(Stored data)
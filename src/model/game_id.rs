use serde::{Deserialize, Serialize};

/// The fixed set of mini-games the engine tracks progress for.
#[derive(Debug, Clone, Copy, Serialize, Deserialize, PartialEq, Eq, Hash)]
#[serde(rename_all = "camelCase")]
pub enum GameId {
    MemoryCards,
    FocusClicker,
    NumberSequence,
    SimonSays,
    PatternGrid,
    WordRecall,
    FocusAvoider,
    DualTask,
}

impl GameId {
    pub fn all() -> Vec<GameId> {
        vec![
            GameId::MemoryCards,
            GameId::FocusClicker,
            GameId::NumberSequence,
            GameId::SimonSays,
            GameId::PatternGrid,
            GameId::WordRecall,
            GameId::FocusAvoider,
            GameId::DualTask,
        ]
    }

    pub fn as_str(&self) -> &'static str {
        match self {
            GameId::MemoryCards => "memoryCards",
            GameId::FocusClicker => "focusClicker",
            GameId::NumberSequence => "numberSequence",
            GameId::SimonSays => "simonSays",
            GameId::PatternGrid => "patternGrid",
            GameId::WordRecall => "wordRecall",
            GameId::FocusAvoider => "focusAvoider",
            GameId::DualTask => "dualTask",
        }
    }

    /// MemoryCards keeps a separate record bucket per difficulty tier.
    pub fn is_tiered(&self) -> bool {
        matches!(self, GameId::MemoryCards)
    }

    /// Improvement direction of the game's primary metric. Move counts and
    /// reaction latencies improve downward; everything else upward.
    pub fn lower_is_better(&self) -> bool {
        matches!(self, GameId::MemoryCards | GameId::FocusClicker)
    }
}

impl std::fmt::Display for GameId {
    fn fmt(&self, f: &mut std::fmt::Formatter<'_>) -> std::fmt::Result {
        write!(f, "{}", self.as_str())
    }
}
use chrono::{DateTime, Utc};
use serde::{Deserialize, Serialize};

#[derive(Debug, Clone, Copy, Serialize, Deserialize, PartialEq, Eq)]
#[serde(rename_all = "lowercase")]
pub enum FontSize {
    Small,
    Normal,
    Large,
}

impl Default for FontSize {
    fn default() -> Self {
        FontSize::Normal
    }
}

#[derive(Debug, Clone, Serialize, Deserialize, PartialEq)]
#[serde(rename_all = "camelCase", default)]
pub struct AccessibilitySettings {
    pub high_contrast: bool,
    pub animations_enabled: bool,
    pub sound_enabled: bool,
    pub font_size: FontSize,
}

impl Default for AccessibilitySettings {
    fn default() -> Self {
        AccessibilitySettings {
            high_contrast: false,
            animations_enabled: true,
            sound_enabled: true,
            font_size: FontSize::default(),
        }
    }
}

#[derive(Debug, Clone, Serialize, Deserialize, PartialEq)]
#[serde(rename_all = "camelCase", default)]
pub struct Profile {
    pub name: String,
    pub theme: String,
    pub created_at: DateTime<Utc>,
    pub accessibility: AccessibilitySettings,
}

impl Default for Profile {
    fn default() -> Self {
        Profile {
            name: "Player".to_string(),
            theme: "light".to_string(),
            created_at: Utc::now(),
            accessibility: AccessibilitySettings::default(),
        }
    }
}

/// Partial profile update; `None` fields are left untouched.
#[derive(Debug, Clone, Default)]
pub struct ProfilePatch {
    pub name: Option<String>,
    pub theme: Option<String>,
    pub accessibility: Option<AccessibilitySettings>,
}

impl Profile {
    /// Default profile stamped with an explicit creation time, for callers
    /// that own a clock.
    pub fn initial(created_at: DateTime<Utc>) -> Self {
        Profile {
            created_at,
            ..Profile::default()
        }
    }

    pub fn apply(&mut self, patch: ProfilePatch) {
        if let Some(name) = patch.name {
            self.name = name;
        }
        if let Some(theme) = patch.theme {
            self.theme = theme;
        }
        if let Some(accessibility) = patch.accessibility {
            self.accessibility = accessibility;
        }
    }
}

Your goal - Your answer must be the count of lines in the data that contain "impl", with no added words.

Task result - 6